Assuming I understand what you're after, maybe

def pseudosplit(predicate, seq):
    return (tuple(g) for k,g in groupby(seq, key=lambda x: not predicate(x)) if k)

which produces

>>> list(pseudosplit(lambda x: x is None, ()))
[]
>>> list(pseudosplit(lambda x: x is None, [1,2,3]))
[(1, 2, 3)]
>>> list(pseudosplit(lambda x: x is None, [None]*3))
[]
>>> list(pseudosplit(lambda x: x is None, [3, 1, 4, 1, 5, 9, None, 2, 6, 5, 3, 5, None, 8, 9, 7, 9, 3, None]))
[(3, 1, 4, 1, 5, 9), (2, 6, 5, 3, 5), (8, 9, 7, 9, 3)]

which seems to split as your test cases do, anyway.

OTHER TIPS

This will split based on the predicate.

def split(predicate, iterable):
    groups = (tuple(g) for k, g in groupby(iterable, predicate))
    return (g for g in groups if not all(imap(predicate, g)))

Passes all the tests, including a test with something other than None.

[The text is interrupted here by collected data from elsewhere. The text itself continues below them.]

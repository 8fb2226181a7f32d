//! Shared mock infrastructure for unit tests.
//!
//! [`MockRunner`] stands in for the local `ssh`/`rsync` binaries, so the
//! real `SshSession` and playbooks run against scripted process output.

#![allow(clippy::expect_used, dead_code)]

use std::cell::RefCell;
use std::os::unix::process::ExitStatusExt;
use std::path::{Path, PathBuf};
use std::process::{ExitStatus, Output};
use std::time::Duration;

use anyhow::Result;
use hostkit_cli::application::ports::{CommandRunner, LocalArtifactWriter, ProgressReporter};
use hostkit_cli::domain::ssh::SshTarget;
use hostkit_cli::infra::ssh::SshSession;

// ── Output helpers ────────────────────────────────────────────────────────────

pub fn exit_output(code: i32, stdout: &[u8], stderr: &[u8]) -> Output {
    Output {
        status: ExitStatus::from_raw(code << 8),
        stdout: stdout.to_vec(),
        stderr: stderr.to_vec(),
    }
}

pub fn ok_output(stdout: &[u8]) -> Output {
    exit_output(0, stdout, b"")
}

// ── Mock: command runner ──────────────────────────────────────────────────────

/// One recorded process invocation.
#[derive(Debug, Clone)]
pub struct Invocation {
    pub program: String,
    pub args: Vec<String>,
    pub stdin: Option<Vec<u8>>,
}

impl Invocation {
    /// The remote command of an `ssh` invocation (its last argument).
    pub fn remote_command(&self) -> &str {
        self.args.last().map_or("", String::as_str)
    }
}

/// Answers invocations whose joined arguments contain a pattern; the first
/// matching rule wins. Unmatched invocations exit 0 with no output.
#[derive(Default)]
pub struct MockRunner {
    rules: Vec<(String, i32, String, String)>,
    calls: RefCell<Vec<Invocation>>,
}

impl MockRunner {
    pub fn new() -> Self {
        Self::default()
    }

    #[must_use]
    pub fn on(mut self, pattern: &str, exit: i32, stdout: &str, stderr: &str) -> Self {
        self.rules
            .push((pattern.into(), exit, stdout.into(), stderr.into()));
        self
    }

    pub fn calls(&self) -> Vec<Invocation> {
        self.calls.borrow().clone()
    }

    /// Remote commands sent through `ssh`, in order.
    pub fn remote_commands(&self) -> Vec<String> {
        self.calls
            .borrow()
            .iter()
            .filter(|c| c.program == "ssh")
            .map(|c| c.remote_command().to_string())
            .collect()
    }

    pub fn count(&self, pattern: &str) -> usize {
        self.remote_commands()
            .iter()
            .filter(|c| c.contains(pattern))
            .count()
    }

    fn answer(&self, program: &str, args: &[&str], stdin: Option<&[u8]>) -> Output {
        self.calls.borrow_mut().push(Invocation {
            program: program.to_string(),
            args: args.iter().map(|a| (*a).to_string()).collect(),
            stdin: stdin.map(<[u8]>::to_vec),
        });
        let joined = args.join(" ");
        self.rules
            .iter()
            .find(|(pattern, ..)| joined.contains(pattern.as_str()))
            .map_or_else(
                || ok_output(b""),
                |(_, exit, stdout, stderr)| {
                    exit_output(*exit, stdout.as_bytes(), stderr.as_bytes())
                },
            )
    }
}

impl CommandRunner for MockRunner {
    async fn run(&self, program: &str, args: &[&str]) -> Result<Output> {
        Ok(self.answer(program, args, None))
    }

    async fn run_with_timeout(
        &self,
        program: &str,
        args: &[&str],
        _timeout: Duration,
    ) -> Result<Output> {
        Ok(self.answer(program, args, None))
    }

    async fn run_with_stdin(&self, program: &str, args: &[&str], stdin: &[u8]) -> Result<Output> {
        Ok(self.answer(program, args, Some(stdin)))
    }

    async fn run_status(&self, program: &str, args: &[&str]) -> Result<ExitStatus> {
        Ok(self.answer(program, args, None).status)
    }
}

impl CommandRunner for &MockRunner {
    async fn run(&self, program: &str, args: &[&str]) -> Result<Output> {
        (**self).run(program, args).await
    }

    async fn run_with_timeout(
        &self,
        program: &str,
        args: &[&str],
        timeout: Duration,
    ) -> Result<Output> {
        (**self).run_with_timeout(program, args, timeout).await
    }

    async fn run_with_stdin(&self, program: &str, args: &[&str], stdin: &[u8]) -> Result<Output> {
        (**self).run_with_stdin(program, args, stdin).await
    }

    async fn run_status(&self, program: &str, args: &[&str]) -> Result<ExitStatus> {
        (**self).run_status(program, args).await
    }
}

/// A session on `198.51.100.4` as `deploy`, driven by `runner`.
pub fn session(runner: &MockRunner) -> SshSession<&MockRunner> {
    SshSession::new(runner, SshTarget::new("198.51.100.4", "deploy"))
}

// ── Mock: reporter and local filesystem ───────────────────────────────────────

#[derive(Default)]
pub struct NullReporter {
    pub warnings: RefCell<Vec<String>>,
}

impl ProgressReporter for NullReporter {
    fn step(&self, _: &str) {}
    fn success(&self, _: &str) {}
    fn warn(&self, message: &str) {
        self.warnings.borrow_mut().push(message.to_string());
    }
    fn remote_output(&self, _: &str) {}
}

/// Local filesystem where nothing exists and writes are recorded.
#[derive(Default)]
pub struct MemoryFs {
    pub written: RefCell<Vec<(PathBuf, Vec<u8>, bool)>>,
}

impl LocalArtifactWriter for MemoryFs {
    fn exists(&self, _: &Path) -> bool {
        false
    }

    fn create_dir_all(&self, _: &Path) -> Result<()> {
        Ok(())
    }

    fn write_file(&self, path: &Path, content: &[u8], executable: bool) -> Result<()> {
        self.written
            .borrow_mut()
            .push((path.to_path_buf(), content.to_vec(), executable));
        Ok(())
    }
}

def test_splitNumsOnNine(self):
    """
    >>> '314159265359873\n'.split()
    ['31415', '26535', '873']
    """
    nums = [3, 1, 4, 1, 5, 9, 2, 6, 5, 3, 5, 9, 8, 7, 3]
    actual = split(lambda n: n is 9, nums)
    self.assertEqual(tuple(tuple(line) for line in actual), (
        (3, 1, 4, 1, 5, ),
        (2, 6, 5, 3, 5),
        (8, 7, 3)))

Here's a sample implementation:

def split(predicate, iterable):
    iterable = iter(iterable)
    line = []
    try:
        while True:
            val = next(iterable)
            if predicate(val):
                if line:
                    yield line
                line = []
            else:
                line.append(val)
    except StopIteration:
        if line:
            yield line

I wonder though if I'm overlooking a simpler, easier, more-idiomatic way. Anyone?